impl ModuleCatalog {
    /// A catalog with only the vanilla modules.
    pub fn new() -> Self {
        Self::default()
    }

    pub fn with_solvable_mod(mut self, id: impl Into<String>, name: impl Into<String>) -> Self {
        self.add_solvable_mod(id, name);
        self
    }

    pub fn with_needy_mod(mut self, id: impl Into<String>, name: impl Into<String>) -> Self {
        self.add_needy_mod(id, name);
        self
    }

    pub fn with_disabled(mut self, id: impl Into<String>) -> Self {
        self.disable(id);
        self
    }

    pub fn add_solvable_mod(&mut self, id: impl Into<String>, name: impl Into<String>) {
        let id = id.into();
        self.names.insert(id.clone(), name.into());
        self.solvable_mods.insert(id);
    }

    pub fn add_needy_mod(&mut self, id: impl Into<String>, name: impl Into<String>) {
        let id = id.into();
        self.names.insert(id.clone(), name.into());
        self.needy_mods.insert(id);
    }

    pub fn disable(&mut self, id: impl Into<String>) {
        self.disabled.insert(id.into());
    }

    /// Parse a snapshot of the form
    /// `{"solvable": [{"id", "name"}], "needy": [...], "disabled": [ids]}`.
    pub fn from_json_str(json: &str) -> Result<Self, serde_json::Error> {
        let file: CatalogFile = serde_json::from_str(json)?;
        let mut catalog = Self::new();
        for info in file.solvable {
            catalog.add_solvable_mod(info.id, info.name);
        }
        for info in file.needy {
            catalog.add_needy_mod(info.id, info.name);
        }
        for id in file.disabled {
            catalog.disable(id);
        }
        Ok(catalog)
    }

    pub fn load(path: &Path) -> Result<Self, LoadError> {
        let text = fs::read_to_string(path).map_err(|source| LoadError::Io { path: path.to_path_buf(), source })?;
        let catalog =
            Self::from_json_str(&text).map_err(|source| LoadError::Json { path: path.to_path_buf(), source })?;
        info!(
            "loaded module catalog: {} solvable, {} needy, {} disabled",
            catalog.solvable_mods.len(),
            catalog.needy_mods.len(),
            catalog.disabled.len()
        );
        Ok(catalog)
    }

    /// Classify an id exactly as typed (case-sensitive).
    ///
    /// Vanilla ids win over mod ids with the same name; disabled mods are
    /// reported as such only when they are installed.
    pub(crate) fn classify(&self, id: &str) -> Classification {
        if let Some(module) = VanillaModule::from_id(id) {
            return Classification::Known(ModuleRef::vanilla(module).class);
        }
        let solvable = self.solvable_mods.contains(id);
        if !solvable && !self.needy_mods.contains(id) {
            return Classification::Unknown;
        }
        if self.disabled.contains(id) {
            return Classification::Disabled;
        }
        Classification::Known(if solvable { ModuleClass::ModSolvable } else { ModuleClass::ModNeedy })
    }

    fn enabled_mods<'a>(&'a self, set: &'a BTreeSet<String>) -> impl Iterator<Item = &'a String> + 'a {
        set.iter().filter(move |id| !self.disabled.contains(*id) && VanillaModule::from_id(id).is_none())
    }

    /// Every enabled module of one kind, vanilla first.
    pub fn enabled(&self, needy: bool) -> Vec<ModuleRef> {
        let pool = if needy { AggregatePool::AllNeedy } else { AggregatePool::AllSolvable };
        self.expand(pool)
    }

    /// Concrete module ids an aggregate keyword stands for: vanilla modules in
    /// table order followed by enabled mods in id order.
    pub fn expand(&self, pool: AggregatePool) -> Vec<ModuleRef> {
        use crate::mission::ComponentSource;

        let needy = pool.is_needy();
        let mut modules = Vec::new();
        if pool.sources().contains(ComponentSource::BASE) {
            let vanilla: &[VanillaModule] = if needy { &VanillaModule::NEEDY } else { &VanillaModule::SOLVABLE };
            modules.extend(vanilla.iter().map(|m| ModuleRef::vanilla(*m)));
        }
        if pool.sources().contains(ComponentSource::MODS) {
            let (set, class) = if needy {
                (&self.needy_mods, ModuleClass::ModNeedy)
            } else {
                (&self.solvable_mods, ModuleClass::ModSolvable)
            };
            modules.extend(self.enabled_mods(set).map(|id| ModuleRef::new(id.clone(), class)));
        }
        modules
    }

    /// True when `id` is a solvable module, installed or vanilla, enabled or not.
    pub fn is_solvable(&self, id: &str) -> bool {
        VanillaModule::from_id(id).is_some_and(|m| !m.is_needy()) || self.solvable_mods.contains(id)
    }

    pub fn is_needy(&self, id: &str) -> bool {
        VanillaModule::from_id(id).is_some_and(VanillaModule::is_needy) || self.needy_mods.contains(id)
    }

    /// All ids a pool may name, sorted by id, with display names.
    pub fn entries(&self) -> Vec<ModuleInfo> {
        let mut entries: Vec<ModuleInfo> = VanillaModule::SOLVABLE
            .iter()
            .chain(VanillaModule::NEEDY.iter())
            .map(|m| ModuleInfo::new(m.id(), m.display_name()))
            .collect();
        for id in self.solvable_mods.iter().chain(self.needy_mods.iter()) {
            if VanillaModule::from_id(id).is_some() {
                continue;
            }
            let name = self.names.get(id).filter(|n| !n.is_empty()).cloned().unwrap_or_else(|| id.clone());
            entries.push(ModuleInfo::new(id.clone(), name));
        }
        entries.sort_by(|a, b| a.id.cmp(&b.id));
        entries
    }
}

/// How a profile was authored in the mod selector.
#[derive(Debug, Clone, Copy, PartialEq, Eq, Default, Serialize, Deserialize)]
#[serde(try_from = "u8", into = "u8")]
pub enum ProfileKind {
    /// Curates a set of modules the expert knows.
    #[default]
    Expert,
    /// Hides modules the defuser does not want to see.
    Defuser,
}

....

All lines from the one containing "with display names." down to the final line above are to be restated word for word; leave out the rest.

    /// All ids a pool may name, sorted by id, with display names.
    pub fn entries(&self) -> Vec<ModuleInfo> {
        let mut entries: Vec<ModuleInfo> = VanillaModule::SOLVABLE
            .iter()
            .chain(VanillaModule::NEEDY.iter())
            .map(|m| ModuleInfo::new(m.id(), m.display_name()))
            .collect();
        for id in self.solvable_mods.iter().chain(self.needy_mods.iter()) {
            if VanillaModule::from_id(id).is_some() {
                continue;
            }
            let name = self.names.get(id).filter(|n| !n.is_empty()).cloned().unwrap_or_else(|| id.clone());
            entries.push(ModuleInfo::new(id.clone(), name));
        }
        entries.sort_by(|a, b| a.id.cmp(&b.id));
        entries
    }
}

/// How a profile was authored in the mod selector.
#[derive(Debug, Clone, Copy, PartialEq, Eq, Default, Serialize, Deserialize)]
#[serde(try_from = "u8", into = "u8")]
pub enum ProfileKind {
    /// Curates a set of modules the expert knows.
    #[default]
    Expert,
    /// Hides modules the defuser does not want to see.
    Defuser,
}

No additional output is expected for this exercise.